• **Input records**
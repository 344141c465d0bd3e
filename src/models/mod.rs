//! Data models and structures for Scribe

pub mod analysis;
pub mod config;
pub mod descriptor;
pub mod document;
pub mod tree;

pub use analysis::{
    AnalysisResult, Dependency, LicenseInfo, ProjectMetadata, Provenance, TechnologyCount,
    TechnologyKind, TechnologyProfile,
};
pub use config::Settings;
pub use descriptor::{FileDescriptor, OVERSIZED_HASH};
pub use document::{Section, SectionId};
pub use tree::{DirectoryNode, TreeEntry};
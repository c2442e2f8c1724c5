//! Contextual tip selection for a Dota 2 coaching overlay.
//!
//! Given the game clock, the controlled hero, its roles and (for a few tips)
//! its map position, decide which authored coaching tips apply right now.
//!
//! - [`catalog`]: the embedded, validated tip data
//! - [`zones`]: map coordinates to grid cells to lane/jungle zones
//! - [`audience`]: which tips matter for which role
//! - [`query`]: hero tip lookups
//! - [`timing`]: game-clock gating
//! - [`engine`]: everything combined into one eligibility pass
pub mod audience;
pub mod catalog;
pub mod config;
pub mod engine;
pub mod logging;
pub mod query;
pub mod timing;
pub mod zones;

pub use audience::{is_relevant, tip_matches_roles, Audience, Role};
pub use catalog::{Category, CatalogError, TipCatalog, TipRecord};
pub use engine::{select_eligible, HeroPosition, TipContext};
pub use query::normalize_hero_key;
pub use timing::GameMode;
pub use zones::{grid_cell, GridCell, PositionGate, Side, Zone};
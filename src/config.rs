/// Coach configuration: persisted as TOML in the user's config directory.
///
/// Everything here is a preference the overlay owns; the tip engine itself
/// only ever reads a loaded `CoachConfig`.  A missing file means defaults.
///
/// NOTE: `extra_catalog_dir` lets users drop in their own `*.toml` tip files.
/// They go through the same validation as the embedded catalog and are
/// appended after it, so `find_by_category` still prefers built-in tips.
use anyhow::{Context, Result};
use serde::{Deserialize, Serialize};
use std::path::{Path, PathBuf};

use crate::{
    audience::Role,
    catalog::{Category, TipCatalog},
    timing::GameMode,
};

pub const CONFIG_FILE: &str = "config.toml";

// ---------------------------------------------------------------------------
// CoachConfig
// ---------------------------------------------------------------------------

#[derive(Debug, Clone, PartialEq, Serialize, Deserialize)]
pub struct CoachConfig {
    /// Use turbo timings instead of the normal schedule.
    #[serde(default)]
    pub turbo: bool,

    /// Roles to filter by when the client has not assigned one.
    #[serde(default)]
    pub roles: Vec<Role>,

    /// Tip categories the user has switched off.
    #[serde(default)]
    pub disabled_categories: Vec<Category>,

    /// Directory of additional tip files.
    #[serde(default)]
    pub extra_catalog_dir: Option<PathBuf>,

    /// `tracing` filter directive, e.g. `dota_coach_lib=debug`.
    #[serde(default = "default_log_filter")]
    pub log_filter: String,

    /// Prefer `short_text` when printing tips.
    #[serde(default)]
    pub use_short_text: bool,
}

fn default_log_filter() -> String {
    "dota_coach_lib=info".to_owned()
}

impl Default for CoachConfig {
    fn default() -> Self {
        Self {
            turbo:               false,
            roles:               Vec::new(),
            disabled_categories: Vec::new(),
            extra_catalog_dir:   None,
            log_filter:          default_log_filter(),
            use_short_text:      false,
        }
    }
}

impl CoachConfig {
    pub fn game_mode(&self) -> GameMode {
        if self.turbo { GameMode::Turbo } else { GameMode::Normal }
    }

    /// The embedded catalog plus any tips from `extra_catalog_dir`.
    pub fn load_catalog(&self) -> Result<TipCatalog> {
        let mut catalog = TipCatalog::embedded()?.clone();
        if let Some(dir) = &self.extra_catalog_dir {
            catalog
                .extend_from_dir(dir)
                .with_context(|| format!("loading extra tips from {}", dir.display()))?;
        }
        Ok(catalog)
    }
}

// ---------------------------------------------------------------------------
// Load / save
// ---------------------------------------------------------------------------

pub fn load_or_default(config_dir: &Path) -> Result<CoachConfig> {
    let path = config_dir.join(CONFIG_FILE);
    if path.exists() {
        let raw = std::fs::read_to_string(&path)
            .with_context(|| format!("reading {}", path.display()))?;
        let cfg: CoachConfig = toml::from_str(&raw)
            .map_err(|e| anyhow::anyhow!("Config parse error: {}", e))?;
        Ok(cfg)
    } else {
        tracing::debug!("No config at {:?}, using defaults", path);
        Ok(CoachConfig::default())
    }
}

pub fn save(config: &CoachConfig, config_dir: &Path) -> Result<()> {
    std::fs::create_dir_all(config_dir)
        .with_context(|| format!("creating config dir {}", config_dir.display()))?;
    let raw = toml::to_string_pretty(config)
        .map_err(|e| anyhow::anyhow!("Config serialize error: {}", e))?;
    let path = config_dir.join(CONFIG_FILE);
    std::fs::write(&path, raw).with_context(|| format!("writing {}", path.display()))?;
    Ok(())
}

// ---------------------------------------------------------------------------
// Tests
// ---------------------------------------------------------------------------
#[cfg(test)]
mod tests {
    use super::*;
    use tempfile::tempdir;

    #[test]
    fn round_trips_config() {
        let dir = tempdir().unwrap();
        let cfg = CoachConfig {
            turbo:               true,
            roles:               vec![Role::Support],
            disabled_categories: vec![Category::Stacking, Category::DayTime],
            use_short_text:      true,
            ..CoachConfig::default()
        };

        save(&cfg, dir.path()).unwrap();

        let loaded = load_or_default(dir.path()).unwrap();
        assert_eq!(loaded, cfg);
        assert_eq!(loaded.game_mode(), GameMode::Turbo);
    }

    #[test]
    fn save_error_names_the_path() {
        let dir = tempdir().unwrap();
        let blocker = dir.path().join("not_a_dir");
        std::fs::write(&blocker, "").unwrap();

        let err = save(&CoachConfig::default(), &blocker.join("inner")).unwrap_err();
        let msg = format!("{:#}", err);
        assert!(msg.contains("creating config dir"), "{}", msg);
        assert!(msg.contains("not_a_dir"), "{}", msg);
    }

    #[test]
    fn returns_default_when_missing() {
        let dir = tempdir().unwrap();
        let cfg = load_or_default(dir.path()).unwrap();
        assert_eq!(cfg, CoachConfig::default());
        assert_eq!(cfg.game_mode(), GameMode::Normal);
    }

    #[test]
    fn partial_file_fills_defaults() {
        let dir = tempdir().unwrap();
        std::fs::write(dir.path().join(CONFIG_FILE), "roles = [\"mid\"]\n").unwrap();
        let cfg = load_or_default(dir.path()).unwrap();
        assert_eq!(cfg.roles, vec![Role::Mid]);
        assert_eq!(cfg.log_filter, "dota_coach_lib=info");
    }

    #[test]
    fn rejects_unknown_role() {
        let dir = tempdir().unwrap();
        std::fs::write(dir.path().join(CONFIG_FILE), "roles = [\"jungle\"]\n").unwrap();
        assert!(load_or_default(dir.path()).is_err());
    }

    #[test]
    fn extra_catalog_dir_is_appended() {
        let dir = tempdir().unwrap();
        std::fs::write(
            dir.path().join("mine.toml"),
            "[[tip]]\ncategory = \"general\"\ntiming = 5\ntext = \"Custom tip.\"\n",
        )
        .unwrap();
        let cfg = CoachConfig {
            extra_catalog_dir: Some(dir.path().to_path_buf()),
            ..CoachConfig::default()
        };
        let catalog = cfg.load_catalog().unwrap();
        let embedded = TipCatalog::embedded().unwrap();
        assert_eq!(catalog.len(), embedded.len() + 1);
        assert_eq!(catalog.tips().last().unwrap().text, "Custom tip.");
    }
}
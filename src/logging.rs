/// Logging setup for the binary.
///
/// Writes to a daily rolling file under `<log_dir>/coach.log.*` by default, or
/// to stderr when asked.  `RUST_LOG` wins over the configured filter.
use std::path::Path;
use tracing_appender::non_blocking::WorkerGuard;
use tracing_subscriber::EnvFilter;

/// Where log output goes.
#[derive(Debug, Clone, Copy, PartialEq, Eq)]
pub enum LogTarget<'a> {
    Stderr,
    Dir(&'a Path),
}

fn env_filter(default_directive: &str) -> EnvFilter {
    EnvFilter::try_from_default_env().unwrap_or_else(|_| fallback_filter(default_directive))
}

/// The configured directive, or plain `info` if it does not parse.
fn fallback_filter(directive: &str) -> EnvFilter {
    EnvFilter::try_new(directive).unwrap_or_else(|e| {
        eprintln!("Ignoring log filter '{}': {}", directive, e);
        EnvFilter::new("info")
    })
}

/// Install the global subscriber.  Keep the returned guard alive for the
/// whole process; dropping it flushes and stops the file writer.
pub fn init(target: LogTarget<'_>, default_directive: &str) -> Option<WorkerGuard> {
    let filter = env_filter(default_directive);

    let guard = match target {
        LogTarget::Stderr => {
            tracing_subscriber::fmt()
                .with_env_filter(filter)
                .with_writer(std::io::stderr)
                .init();
            None
        }
        LogTarget::Dir(dir) => {
            let _ = std::fs::create_dir_all(dir);
            let file_appender = tracing_appender::rolling::daily(dir, "coach.log");
            let (non_blocking, guard) = tracing_appender::non_blocking(file_appender);
            tracing_subscriber::fmt()
                .with_env_filter(filter)
                .with_writer(non_blocking)
                .with_ansi(false) // log files should not contain ANSI colour codes
                .init();
            Some(guard)
        }
    };

    // Panics otherwise only reach stderr, which is invisible behind the overlay.
    std::panic::set_hook(Box::new(|info| {
        let location = info
            .location()
            .map(|l| format!("{}:{}", l.file(), l.line()))
            .unwrap_or_else(|| "unknown location".to_string());
        let message = if let Some(s) = info.payload().downcast_ref::<&str>() {
            s.to_string()
        } else if let Some(s) = info.payload().downcast_ref::<String>() {
            s.clone()
        } else {
            "non-string panic payload".to_string()
        };
        tracing::error!("PANIC at {}: {}", location, message);
    }));

    guard
}

#[cfg(test)]
mod tests {
    use super::*;

    #[test]
    fn configured_directive_is_used() {
        let filter = fallback_filter("dota_coach_lib=debug");
        assert_eq!(filter.to_string(), "dota_coach_lib=debug");
    }

    #[test]
    fn bad_directive_falls_back_to_info() {
        let filter = fallback_filter("dota_coach_lib=loudest");
        assert_eq!(filter.to_string(), "info");
    }
}
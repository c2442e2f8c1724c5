/// Time gating: whether a tip is due at a given game-clock second.
///
/// Timings are whole seconds from the horn (0:00).  Negative values belong to
/// the strategy phase before creeps spawn.  Turbo games run on a compressed
/// schedule, so a tip may carry a second timing list for them.
use serde::{Deserialize, Serialize};

use crate::catalog::TipRecord;

#[derive(Debug, Clone, Copy, PartialEq, Eq, Default, Serialize, Deserialize)]
#[serde(rename_all = "snake_case")]
pub enum GameMode {
    #[default]
    Normal,
    Turbo,
}

/// One time or several, as written in the data files (`timing = 90` or
/// `timing = [90, 150]`).
#[derive(Debug, Clone, PartialEq, Eq, Serialize, Deserialize)]
#[serde(untagged)]
pub enum Timing {
    Single(i32),
    Many(Vec<i32>),
}

impl Timing {
    pub fn as_slice(&self) -> &[i32] {
        match self {
            Timing::Single(t) => std::slice::from_ref(t),
            Timing::Many(ts)  => ts,
        }
    }
}

impl TipRecord {
    /// Base trigger times for `mode`.  Falls back to the normal timing when a
    /// tip has no turbo-specific one.
    pub fn timings(&self, mode: GameMode) -> &[i32] {
        let timing = match mode {
            GameMode::Turbo => self.turbo_timing.as_ref().or(self.timing.as_ref()),
            GameMode::Normal => self.timing.as_ref(),
        };
        timing.map(Timing::as_slice).unwrap_or(&[])
    }

    /// True if the tip triggers exactly at `clock_s`, counting repeats.
    pub fn is_due(&self, clock_s: i32, mode: GameMode) -> bool {
        self.timings(mode).iter().any(|&t| self.fires_from(t, clock_s))
    }

    fn fires_from(&self, base: i32, clock_s: i32) -> bool {
        if clock_s == base {
            return true;
        }
        let Some(interval) = self.repeat_interval.filter(|i| *i > 0) else {
            return false;
        };
        if clock_s < base {
            return false;
        }
        let elapsed = (clock_s as i64 - base as i64) as u64;
        let interval = interval as u64;
        if elapsed % interval != 0 {
            return false;
        }
        match self.repeat_count {
            Some(max) => elapsed / interval <= max as u64,
            None => true,
        }
    }

    /// Text for display: the short form when asked for and available.
    pub fn display_text(&self, prefer_short: bool) -> &str {
        match (&self.short_text, prefer_short) {
            (Some(short), true) => short,
            _ => &self.text,
        }
    }
}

• **Problem statement**
From the material above, retype precisely the lines between the line holding "validated tip data" and the line holding "pub mod audience;", inclusive, and nothing beyond them.

• **The answer**
//! - [`catalog`]: the embedded, validated tip data
//! - [`zones`]: map coordinates to grid cells to lane/jungle zones
//! - [`audience`]: which tips matter for which role
//! - [`query`]: hero tip lookups
//! - [`timing`]: game-clock gating
//! - [`engine`]: everything combined into one eligibility pass
pub mod audience;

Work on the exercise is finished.